Of the 127 households 34.6% had children under the age of 18 living with them, 58.3% were married couples living together, 9.4% had a female householder with no husband present, 6.3% had a male householder with no wife present, and 26.0% were non-families. 22.8% of households were one person and 7.8% were one person aged 65 or older. The average household size was 2.50 and the average family size was 2.88.

The median age was 37.5 years. 27.4% of residents were under the age of 18; 5.6% were between the ages of 18 and 24; 26.6% were from 25 to 44; 27% were from 45 to 64; and 13.2% were 65 or older. The gender makeup of the city was 50.9% male and 49.1% female.

===2000 census===
At the 2000 census there were 535 people in 191 households, including 141 families, in the city. The population density was 875.2 PD/sqmi. There were 223 housing units at an average density of 364.8 /sqmi. The racial makup of the city was 93.27% White, 2.62% African American, 1.31% Asian, 1.50% from other races, and 1.31% from two or more races. Hispanic or Latino of any race were 2.43%.

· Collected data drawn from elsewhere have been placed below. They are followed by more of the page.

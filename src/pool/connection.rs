//! Pooled connection structure
//!
//! A live outbound stream plus the metadata logged on handoff.

use std::net::SocketAddr;
use std::time::{Duration, Instant};

/// A pre-dialed outbound connection waiting for a session
#[derive(Debug)]
pub struct PooledConnection<S> {
    /// The underlying stream
    stream: S,
    /// Remote endpoint the stream is connected to
    peer: SocketAddr,
    /// When the connection was dialed
    created_at: Instant,
}

impl<S> PooledConnection<S> {
    /// Wrap a freshly dialed stream
    pub fn new(stream: S, peer: SocketAddr) -> Self {
        PooledConnection {
            stream,
            peer,
            created_at: Instant::now(),
        }
    }

    /// Remote endpoint
    pub fn peer(&self) -> SocketAddr {
        self.peer
    }

    /// Time since the connection was dialed
    pub fn age(&self) -> Duration {
        self.created_at.elapsed()
    }

    /// Take the underlying stream
    pub fn into_stream(self) -> S {
        self.stream
    }
}
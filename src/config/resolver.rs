//! Resolver configuration
//!
//! Fixed name server lists for the encrypted and plaintext transports.

use crate::helper::{duration_from_secs, DEFAULT_DNS_TIMEOUT_SECS};
use std::net::{IpAddr, Ipv4Addr, SocketAddr};
use std::time::Duration;

/// Default DNS-over-TLS servers (Cloudflare)
fn default_tls_servers() -> Vec<SocketAddr> {
    vec![
        SocketAddr::new(IpAddr::V4(Ipv4Addr::new(1, 1, 1, 1)), 853),
        SocketAddr::new(IpAddr::V4(Ipv4Addr::new(1, 0, 0, 1)), 853),
    ]
}

/// Default plaintext DNS servers (Google)
fn default_plain_servers() -> Vec<SocketAddr> {
    vec![
        SocketAddr::new(IpAddr::V4(Ipv4Addr::new(8, 8, 8, 8)), 53),
        SocketAddr::new(IpAddr::V4(Ipv4Addr::new(8, 8, 4, 4)), 53),
    ]
}

/// Name server configuration
#[derive(Debug, Clone, PartialEq, Eq)]
pub struct ResolverConfig {
    /// DNS-over-TLS servers, tried in order
    pub tls_servers: Vec<SocketAddr>,

    /// Name presented and verified during the TLS handshake
    pub tls_server_name: String,

    /// Plaintext DNS servers, tried in order after TLS is unavailable
    pub plain_servers: Vec<SocketAddr>,

    /// Per-server connect and query timeout
    pub query_timeout: Duration,
}

impl Default for ResolverConfig {
    fn default() -> Self {
        ResolverConfig {
            tls_servers: default_tls_servers(),
            tls_server_name: "cloudflare-dns.com".to_string(),
            plain_servers: default_plain_servers(),
            query_timeout: duration_from_secs(DEFAULT_DNS_TIMEOUT_SECS),
        }
    }
}

impl ResolverConfig {
    /// Validate the resolver configuration
    pub fn validate(&self) -> Result<(), String> {
        if self.tls_servers.is_empty() && self.plain_servers.is_empty() {
            return Err("at least one name server is required".to_string());
        }
        if !self.tls_servers.is_empty() && self.tls_server_name.is_empty() {
            return Err("tls_server_name is required for DNS-over-TLS".to_string());
        }
        Ok(())
    }
}

#[cfg(test)]
mod tests {
    use super::*;

    #[test]
    fn test_resolver_config_default() {
        let config = ResolverConfig::default();
        assert_eq!(
            config.tls_servers,
            vec![
                "1.1.1.1:853".parse::<SocketAddr>().unwrap(),
                "1.0.0.1:853".parse().unwrap()
            ]
        );
        assert_eq!(
            config.plain_servers,
            vec![
                "8.8.8.8:53".parse::<SocketAddr>().unwrap(),
                "8.8.4.4:53".parse().unwrap()
            ]
        );
        assert_eq!(config.tls_server_name, "cloudflare-dns.com");
        assert_eq!(config.query_timeout, Duration::from_secs(5));
    }

    #[test]
    fn test_resolver_config_validate() {
        assert!(ResolverConfig::default().validate().is_ok());

        let config = ResolverConfig {
            tls_servers: vec![],
            plain_servers: vec![],
            ..Default::default()
        };
        assert!(config.validate().is_err());

        let config = ResolverConfig {
            tls_server_name: String::new(),
            ..Default::default()
        };
        assert!(config.validate().is_err());

        let config = ResolverConfig {
            tls_servers: vec![],
            tls_server_name: String::new(),
            ..Default::default()
        };
        assert!(config.validate().is_ok());
    }
}
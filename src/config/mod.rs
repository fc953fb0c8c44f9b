//! Configuration module for mproxy
//!
//! This module provides the typed configuration assembled from the command
//! line. There is no config file: everything not set by a flag has a fixed
//! default.

mod pool;
mod resolver;
mod target;

pub use pool::PoolConfig;
pub use resolver::ResolverConfig;
pub use target::TargetConfig;

use crate::error::FatalError;

/// Root configuration structure
#[derive(Debug, Clone)]
pub struct Config {
    /// Remote endpoint and local listener
    pub target: TargetConfig,

    /// Connection pool tuning
    pub pool: PoolConfig,

    /// Name servers used to resolve the target
    pub resolver: ResolverConfig,
}

impl Config {
    /// Build a configuration for `target` with default pool and resolver settings
    pub fn new(target: TargetConfig) -> Self {
        Config {
            target,
            pool: PoolConfig::default(),
            resolver: ResolverConfig::default(),
        }
    }

    /// Validate every section, refusing to start on the first problem
    pub fn validate(&self) -> Result<(), FatalError> {
        self.target.validate().map_err(FatalError::Config)?;
        self.pool.validate().map_err(FatalError::Config)?;
        self.resolver.validate().map_err(FatalError::Config)?;
        Ok(())
    }
}
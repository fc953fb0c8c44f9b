//! Transport module for mproxy
//!
//! This module provides the outbound connection abstraction used by the
//! pool, the plain TCP dialer, and the TLS client used by the resolver.

mod tcp;
mod tls;

pub use tcp::TcpDialer;
pub use tls::{TlsConnectorBuilder, TlsStream};
pub(crate) use tls::tls_handshake;

use crate::config::PoolConfig;
use crate::error::DialError;
use async_trait::async_trait;
use std::fmt::Debug;
use std::net::SocketAddr;
use std::time::Duration;
use tokio::io::{AsyncRead, AsyncWrite};
use tokio::net::TcpStream;

/// Socket options for configuring connections
#[derive(Debug, Clone, PartialEq, Eq)]
pub struct SocketOpts {
    /// Enable TCP_NODELAY
    pub nodelay: bool,
    /// TCP keep-alive period, `None` leaves keep-alive off
    pub keepalive: Option<Duration>,
}

impl Default for SocketOpts {
    fn default() -> Self {
        SocketOpts::for_pooled()
    }
}

impl SocketOpts {
    /// Options for pooled relay connections: keep-alive on, Nagle left enabled
    pub fn for_pooled() -> Self {
        SocketOpts {
            nodelay: false,
            keepalive: Some(Duration::from_secs(crate::helper::DEFAULT_KEEPALIVE_SECS)),
        }
    }

    /// Create socket options from pool config
    pub fn from_pool_config(config: &PoolConfig) -> Self {
        SocketOpts {
            nodelay: config.nodelay,
            keepalive: Some(config.keepalive),
        }
    }

    /// Apply socket options to a TCP stream
    pub fn apply(&self, stream: &TcpStream) -> std::io::Result<()> {
        stream.set_nodelay(self.nodelay)?;

        if let Some(period) = self.keepalive {
            let socket = socket2::SockRef::from(stream);
            let keepalive = socket2::TcpKeepalive::new()
                .with_time(period)
                .with_interval(period);
            socket.set_tcp_keepalive(&keepalive)?;
        }

        Ok(())
    }
}

/// Factory for outbound connections
///
/// The pool only needs "give me a live stream to this address"; tests
/// substitute in-memory dialers through this trait.
#[async_trait]
pub trait Dialer: Debug + Send + Sync + 'static {
    /// The stream type produced by this dialer
    type Stream: AsyncRead + AsyncWrite + Unpin + Send + Debug + 'static;

    /// Open one connection to `addr`
    async fn dial(&self, addr: SocketAddr) -> Result<Self::Stream, DialError>;
}
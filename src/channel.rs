// Copyright (c) 2025 Varshith Gudur. Licensed under AGPLv3.
//! Output channel for event lines.
//!
//! The sink only needs "open this path for writing" and a `Write` handle
//! back; the opener is a trait so the sink can be driven against an
//! in-memory channel.

use std::fs::{File, OpenOptions};
use std::io::{self, Write};
use std::path::Path;

/// Longest line written in one piece. Pipe writes up to `PIPE_BUF` bytes
/// are atomic: all of the line lands or none of it.
#[cfg(unix)]
pub const MAX_LINE_LEN: usize = libc::PIPE_BUF;
#[cfg(not(unix))]
pub const MAX_LINE_LEN: usize = 4096;

pub trait ChannelOpener: Send + Sync {
    type Handle: Write + Send;

    /// Open `path` for writing without waiting for a reader.
    fn open(&self, path: &Path) -> io::Result<Self::Handle>;
}

/// Opens a named pipe (or any file) write-only and non-blocking.
///
/// On a FIFO with no reader attached the open fails with `ENXIO` instead
/// of blocking, and writes to a full pipe fail with `EAGAIN`.
#[derive(Clone, Copy, Debug, Default)]
pub struct PipeOpener;

impl ChannelOpener for PipeOpener {
    type Handle = File;

    fn open(&self, path: &Path) -> io::Result<File> {
        let mut options = OpenOptions::new();
        options.write(true);
        #[cfg(unix)]
        {
            use std::os::unix::fs::OpenOptionsExt;
            options.custom_flags(libc::O_NONBLOCK);
        }
        options.open(path)
    }
}
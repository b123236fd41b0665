// Copyright (c) 2025 Varshith Gudur. Licensed under AGPLv3.
use std::path::PathBuf;
use std::time::Duration;
use crate::errors::Result;
use testlog::TestLogConfig;

#[derive(Clone, Debug)]
pub struct NodeConfig {
    /// Channel for test events; `None` runs without test reporting
    pub testlog: Option<PathBuf>,
    /// Governance objects to play through the call sites
    pub rounds: usize,
    pub interval: Duration,
}

impl Default for NodeConfig {
    fn default() -> Self {
        Self {
            testlog: None,
            rounds: 4,
            interval: Duration::from_millis(0),
        }
    }
}

impl NodeConfig {
    /// Test-mode settings: the explicit path, or `TESTLOG_PIPE`.
    pub fn testlog_config(&self) -> TestLogConfig {
        match &self.testlog {
            Some(path) => TestLogConfig {
                pipe_path: Some(path.clone()),
            },
            None => TestLogConfig::from_env(),
        }
    }

    /// Configure the process-wide test channel, if one is set.
    ///
    /// Returns the path events will be written to.
    pub fn init_testlog(&self) -> Result<Option<PathBuf>> {
        let testlog = self.testlog_config();
        testlog.apply()?;
        Ok(testlog.pipe_path)
    }
}

/// Split the host's `-testlog=<path>` form out of a command line.
///
/// Returns the arguments left for clap and the test-mode settings taken
/// from the flag (or `TESTLOG_PIPE` when no flag is given).
pub fn split_host_args(args: Vec<String>) -> (Vec<String>, TestLogConfig) {
    let testlog = TestLogConfig::from_args(&args);
    let rest = args
        .into_iter()
        .filter(|a| TestLogConfig::parse_flag(a).is_none())
        .collect();
    (rest, testlog)
}
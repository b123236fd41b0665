// Copyright (c) 2025 Varshith Gudur. Licensed under AGPLv3.
use tracing_subscriber::{layer::SubscriberExt, util::SubscriberInitExt};

/// Initialize logging for the node binary.
///
/// Filter comes from `RUST_LOG`, defaulting to
/// `testlog=debug,testlog_node=debug`.
pub fn init_telemetry() {
    tracing_subscriber::registry()
        .with(tracing_subscriber::EnvFilter::new(
            std::env::var("RUST_LOG").unwrap_or_else(|_| "testlog=debug,testlog_node=debug".into()),
        ))
        .with(tracing_subscriber::fmt::layer())
        .init();
}
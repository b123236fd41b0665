// Copyright (c) 2025 Varshith Gudur. Licensed under AGPLv3.

//! testlog: re-emits selected host log calls as structured event lines on a
//! named pipe, for black-box tests to assert on.
//!
//! ```ignore
//! testlog::init("/tmp/node0")?;
//! testlog::test_log!("MNGOVERNANCEOBJECT -- Received object: %s\n", hash);
//! // pipe: govobj_received:<hash>\n
//! ```

pub mod args;
pub mod channel;
pub mod config;
pub mod printf;
pub mod registry;
pub mod sink;

pub use args::TestArgs;
pub use channel::{ChannelOpener, PipeOpener};
pub use config::TestLogConfig;
pub use registry::{EventRegistry, TestEvent};
pub use sink::{EventSink, SinkError};

#[doc(hidden)]
pub use tracing as __tracing;

use std::path::Path;
use std::sync::OnceLock;

static SINK: OnceLock<EventSink> = OnceLock::new();

/// The process-wide sink, built on first use from the built-in registry.
pub fn sink() -> &'static EventSink {
    SINK.get_or_init(|| EventSink::new(EventRegistry::builtin().clone(), PipeOpener))
}

/// Point the process-wide sink at `path`. Call once at startup.
pub fn init(path: impl AsRef<Path>) -> sink::Result<()> {
    sink().configure(path)
}

/// Report a log call to the process-wide sink.
pub fn report<A: TestArgs + ?Sized>(format: &str, args: &A) {
    // Unconfigured processes never touch the lock.
    if let Some(sink) = SINK.get() {
        sink.report(format, args);
    }
}

/// Release the process-wide channel handle.
pub fn shutdown() {
    if let Some(sink) = SINK.get() {
        sink.close();
    }
}

/// Report a log call with its original arguments, borrowed.
///
/// ```ignore
/// test_log!("AddGovernanceObject -- %s new, received form %s\n", hash, peer);
/// ```
#[macro_export]
macro_rules! test_log {
    ($format:expr $(,)?) => {
        $crate::report($format, &())
    };
    ($format:expr, $($arg:expr),+ $(,)?) => {
        $crate::report($format, &($(&$arg,)+))
    };
}

/// Log a printf-style message through `tracing` at debug level, then report
/// it as a test event.
#[macro_export]
macro_rules! log_print {
    ($category:expr, $format:expr $(, $arg:expr)* $(,)?) => {{
        let __args = ($(&$arg,)*);
        $crate::__tracing::debug!(category = $category, "{}", $crate::printf::render($format, &__args).trim_end());
        $crate::report($format, &__args);
    }};
}

#[cfg(test)]
pub mod tests;
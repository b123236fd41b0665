// Copyright (c) 2025 Varshith Gudur. Licensed under AGPLv3.
//! printf-style rendering of a reporting call's own message.
//!
//! Registry keys are the host's printf templates, so a call site that also
//! wants the human-readable line renders it from the same template and
//! arguments. Conversions take the next argument's `Display` text; flags,
//! width, precision and length modifiers are accepted and ignored.

use crate::args::TestArgs;

const CONVERSIONS: &[char] = &['s', 'd', 'i', 'u', 'f', 'x', 'c', 'g', 'e'];
const MODIFIERS: &[char] = &['-', '+', ' ', '#', '0', '.', 'l', 'h', 'z', 'j', 't', 'q'];

/// Render `format` with `args`.
///
/// A conversion with no argument left is copied through verbatim; extra
/// arguments are ignored. `%%` yields `%`.
pub fn render<A: TestArgs + ?Sized>(format: &str, args: &A) -> String {
    let mut out = String::with_capacity(format.len() + 16);
    let mut next_arg = 0;
    let mut rest = format;

    while let Some(start) = rest.find('%') {
        out.push_str(&rest[..start]);
        let spec = &rest[start + 1..];

        if let Some(tail) = spec.strip_prefix('%') {
            out.push('%');
            rest = tail;
            continue;
        }

        let modifiers = spec
            .char_indices()
            .find(|(_, c)| !(c.is_ascii_digit() || MODIFIERS.contains(c)))
            .map(|(i, _)| i)
            .unwrap_or(spec.len());

        match spec[modifiers..].chars().next() {
            Some(conv) if CONVERSIONS.contains(&conv) => {
                let end = modifiers + conv.len_utf8();
                if next_arg < args.arg_count() {
                    out.push_str(&args.arg_text(next_arg));
                    next_arg += 1;
                } else {
                    out.push('%');
                    out.push_str(&spec[..end]);
                }
                rest = &spec[end..];
            }
            // Not a conversion we know: keep the '%' literally
            _ => {
                out.push('%');
                rest = spec;
            }
        }
    }

    out.push_str(rest);
    out
}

Of the 191 households 41.4% had children under the age of 18 living with them, 48.7% were married couples living together, 18.3% had a female householder with no husband present, and 25.7% were non-families. 18.8% of households were one person and 4.7% were one person aged 65 or older. The average household size was 2.62 and the average family size was 2.92.

Age spread: 28.2% under the age of 18, 7.9% from 18 to 24, 31.4% from 25 to 44, 18.7% from 45 to 64, and 13.8% 65 or older. The median age was 36 years. For every 100 females, there were 94.5 males. For every 100 females age 18 and over, there were 89.2 males.

The median household income was $37,083 and the median family income was $37,500. Males had a median income of $37,000 versus $19,167 for females. The per capita income for the city was $16,835. About 15.4% of families and 19.5% of the population were below the poverty line, including 28.8% of those under age 18 and 16.0% of those age 65 or over.

==Education==
Middletown is within the Burlington Community School District.